▶ _EXERCISE PROMPT_
Scan each line of the entries below for the word "Returns" and count the ones where it appears. The answer is that number alone.
*** Opening RECORDED DATA ***
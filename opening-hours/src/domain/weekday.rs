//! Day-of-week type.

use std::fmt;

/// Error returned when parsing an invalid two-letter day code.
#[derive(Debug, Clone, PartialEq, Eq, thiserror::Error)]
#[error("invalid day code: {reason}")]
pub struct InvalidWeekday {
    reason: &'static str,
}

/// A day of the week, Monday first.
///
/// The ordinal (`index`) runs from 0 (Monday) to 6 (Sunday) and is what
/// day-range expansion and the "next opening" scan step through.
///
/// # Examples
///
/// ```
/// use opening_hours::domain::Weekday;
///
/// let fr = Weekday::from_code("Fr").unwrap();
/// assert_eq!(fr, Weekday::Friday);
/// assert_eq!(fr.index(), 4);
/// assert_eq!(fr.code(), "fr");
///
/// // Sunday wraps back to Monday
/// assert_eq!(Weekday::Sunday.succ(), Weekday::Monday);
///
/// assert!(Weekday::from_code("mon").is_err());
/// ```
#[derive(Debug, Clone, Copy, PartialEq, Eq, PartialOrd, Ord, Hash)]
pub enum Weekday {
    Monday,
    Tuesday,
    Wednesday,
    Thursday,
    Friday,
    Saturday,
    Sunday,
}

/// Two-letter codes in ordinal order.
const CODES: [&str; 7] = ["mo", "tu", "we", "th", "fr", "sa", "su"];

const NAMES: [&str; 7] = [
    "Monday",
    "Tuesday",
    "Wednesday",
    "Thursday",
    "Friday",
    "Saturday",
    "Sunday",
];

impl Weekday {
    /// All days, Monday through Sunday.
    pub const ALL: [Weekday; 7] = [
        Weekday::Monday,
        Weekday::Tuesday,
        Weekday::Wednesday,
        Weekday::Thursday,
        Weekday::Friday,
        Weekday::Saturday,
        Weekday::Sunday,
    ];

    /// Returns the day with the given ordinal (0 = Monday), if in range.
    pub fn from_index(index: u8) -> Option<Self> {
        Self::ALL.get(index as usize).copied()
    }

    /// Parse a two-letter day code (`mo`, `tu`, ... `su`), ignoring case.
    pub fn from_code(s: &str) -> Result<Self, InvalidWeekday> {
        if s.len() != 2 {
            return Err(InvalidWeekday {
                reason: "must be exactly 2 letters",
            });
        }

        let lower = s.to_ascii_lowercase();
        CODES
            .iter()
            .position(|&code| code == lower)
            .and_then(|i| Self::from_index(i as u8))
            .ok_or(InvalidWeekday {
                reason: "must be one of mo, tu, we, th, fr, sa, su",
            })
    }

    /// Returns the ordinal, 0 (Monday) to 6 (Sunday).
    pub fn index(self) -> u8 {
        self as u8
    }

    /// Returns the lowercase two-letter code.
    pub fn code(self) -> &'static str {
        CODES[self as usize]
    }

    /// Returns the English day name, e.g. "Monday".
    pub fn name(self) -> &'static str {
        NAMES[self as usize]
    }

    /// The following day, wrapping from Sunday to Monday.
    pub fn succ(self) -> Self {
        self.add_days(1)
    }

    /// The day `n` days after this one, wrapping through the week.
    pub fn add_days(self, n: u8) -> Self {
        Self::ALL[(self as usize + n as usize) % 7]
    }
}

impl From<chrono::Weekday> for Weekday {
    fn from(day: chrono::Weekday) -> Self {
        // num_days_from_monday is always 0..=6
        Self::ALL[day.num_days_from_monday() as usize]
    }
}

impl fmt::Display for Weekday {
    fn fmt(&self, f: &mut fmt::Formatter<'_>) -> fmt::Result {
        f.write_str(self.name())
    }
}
*** Closing RECORDED DATA ***
*** Opening RECORDED DATA ***
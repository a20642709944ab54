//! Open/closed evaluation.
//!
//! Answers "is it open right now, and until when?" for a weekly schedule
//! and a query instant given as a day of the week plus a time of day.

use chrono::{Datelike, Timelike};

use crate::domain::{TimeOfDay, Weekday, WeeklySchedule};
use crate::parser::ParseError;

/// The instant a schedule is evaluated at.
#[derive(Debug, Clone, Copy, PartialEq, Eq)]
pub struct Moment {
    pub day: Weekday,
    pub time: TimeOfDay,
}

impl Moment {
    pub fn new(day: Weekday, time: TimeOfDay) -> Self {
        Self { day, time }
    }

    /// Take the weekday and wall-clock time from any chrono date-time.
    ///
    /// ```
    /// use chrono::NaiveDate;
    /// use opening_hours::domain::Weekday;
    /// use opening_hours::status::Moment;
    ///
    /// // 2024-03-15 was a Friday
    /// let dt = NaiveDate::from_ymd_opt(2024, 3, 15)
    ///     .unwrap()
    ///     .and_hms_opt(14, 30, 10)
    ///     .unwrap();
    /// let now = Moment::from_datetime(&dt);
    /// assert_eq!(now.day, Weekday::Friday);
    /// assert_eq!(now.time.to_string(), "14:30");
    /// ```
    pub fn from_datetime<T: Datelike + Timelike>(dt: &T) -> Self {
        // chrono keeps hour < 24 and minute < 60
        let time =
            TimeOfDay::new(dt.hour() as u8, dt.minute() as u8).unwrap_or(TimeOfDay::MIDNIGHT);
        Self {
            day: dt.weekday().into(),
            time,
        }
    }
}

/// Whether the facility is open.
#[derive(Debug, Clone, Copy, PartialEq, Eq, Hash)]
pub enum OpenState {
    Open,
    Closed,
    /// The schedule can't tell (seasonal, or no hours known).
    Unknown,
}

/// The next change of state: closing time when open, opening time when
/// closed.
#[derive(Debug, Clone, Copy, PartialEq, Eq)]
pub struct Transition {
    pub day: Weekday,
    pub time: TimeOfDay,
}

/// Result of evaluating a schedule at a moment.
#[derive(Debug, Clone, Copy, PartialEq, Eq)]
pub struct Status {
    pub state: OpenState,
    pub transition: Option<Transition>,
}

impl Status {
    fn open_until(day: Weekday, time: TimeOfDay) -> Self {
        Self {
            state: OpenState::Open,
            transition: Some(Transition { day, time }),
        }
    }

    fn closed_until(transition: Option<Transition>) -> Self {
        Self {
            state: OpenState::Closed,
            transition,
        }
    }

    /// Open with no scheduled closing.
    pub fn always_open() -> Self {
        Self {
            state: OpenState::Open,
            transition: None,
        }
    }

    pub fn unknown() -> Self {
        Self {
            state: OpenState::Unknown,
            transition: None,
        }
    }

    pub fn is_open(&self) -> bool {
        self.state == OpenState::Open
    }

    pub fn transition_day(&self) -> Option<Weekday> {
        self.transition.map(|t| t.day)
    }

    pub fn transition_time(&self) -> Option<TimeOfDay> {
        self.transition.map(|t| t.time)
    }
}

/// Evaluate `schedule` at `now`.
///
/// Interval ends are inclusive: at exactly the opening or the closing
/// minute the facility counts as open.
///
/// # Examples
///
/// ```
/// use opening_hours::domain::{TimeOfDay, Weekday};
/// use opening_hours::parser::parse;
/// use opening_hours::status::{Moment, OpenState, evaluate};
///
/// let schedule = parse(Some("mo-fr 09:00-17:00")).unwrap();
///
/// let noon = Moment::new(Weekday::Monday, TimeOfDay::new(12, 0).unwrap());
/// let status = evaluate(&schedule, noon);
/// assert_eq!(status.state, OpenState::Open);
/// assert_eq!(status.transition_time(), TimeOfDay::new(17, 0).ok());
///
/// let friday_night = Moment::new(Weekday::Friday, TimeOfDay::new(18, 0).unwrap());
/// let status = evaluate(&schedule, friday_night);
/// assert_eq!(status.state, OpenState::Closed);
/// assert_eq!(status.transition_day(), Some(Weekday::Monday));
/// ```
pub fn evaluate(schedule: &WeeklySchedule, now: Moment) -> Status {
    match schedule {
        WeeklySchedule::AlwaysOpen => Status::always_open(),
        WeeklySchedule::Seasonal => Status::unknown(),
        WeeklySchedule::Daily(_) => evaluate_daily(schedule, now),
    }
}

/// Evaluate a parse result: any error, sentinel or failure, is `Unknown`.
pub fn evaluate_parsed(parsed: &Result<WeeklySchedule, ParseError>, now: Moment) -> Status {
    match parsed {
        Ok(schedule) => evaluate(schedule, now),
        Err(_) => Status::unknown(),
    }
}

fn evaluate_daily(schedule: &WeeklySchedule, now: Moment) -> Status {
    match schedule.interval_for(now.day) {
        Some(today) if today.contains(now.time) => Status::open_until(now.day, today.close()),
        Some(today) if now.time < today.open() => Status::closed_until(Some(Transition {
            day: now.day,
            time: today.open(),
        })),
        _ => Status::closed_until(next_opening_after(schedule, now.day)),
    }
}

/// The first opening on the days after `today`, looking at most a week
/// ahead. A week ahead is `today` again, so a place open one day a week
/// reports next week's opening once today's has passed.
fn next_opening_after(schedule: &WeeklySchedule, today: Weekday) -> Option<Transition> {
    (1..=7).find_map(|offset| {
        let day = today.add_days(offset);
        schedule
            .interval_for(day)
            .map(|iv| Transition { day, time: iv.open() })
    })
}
*** Closing RECORDED DATA ***
▶ _SOLVED PROBLEM_
4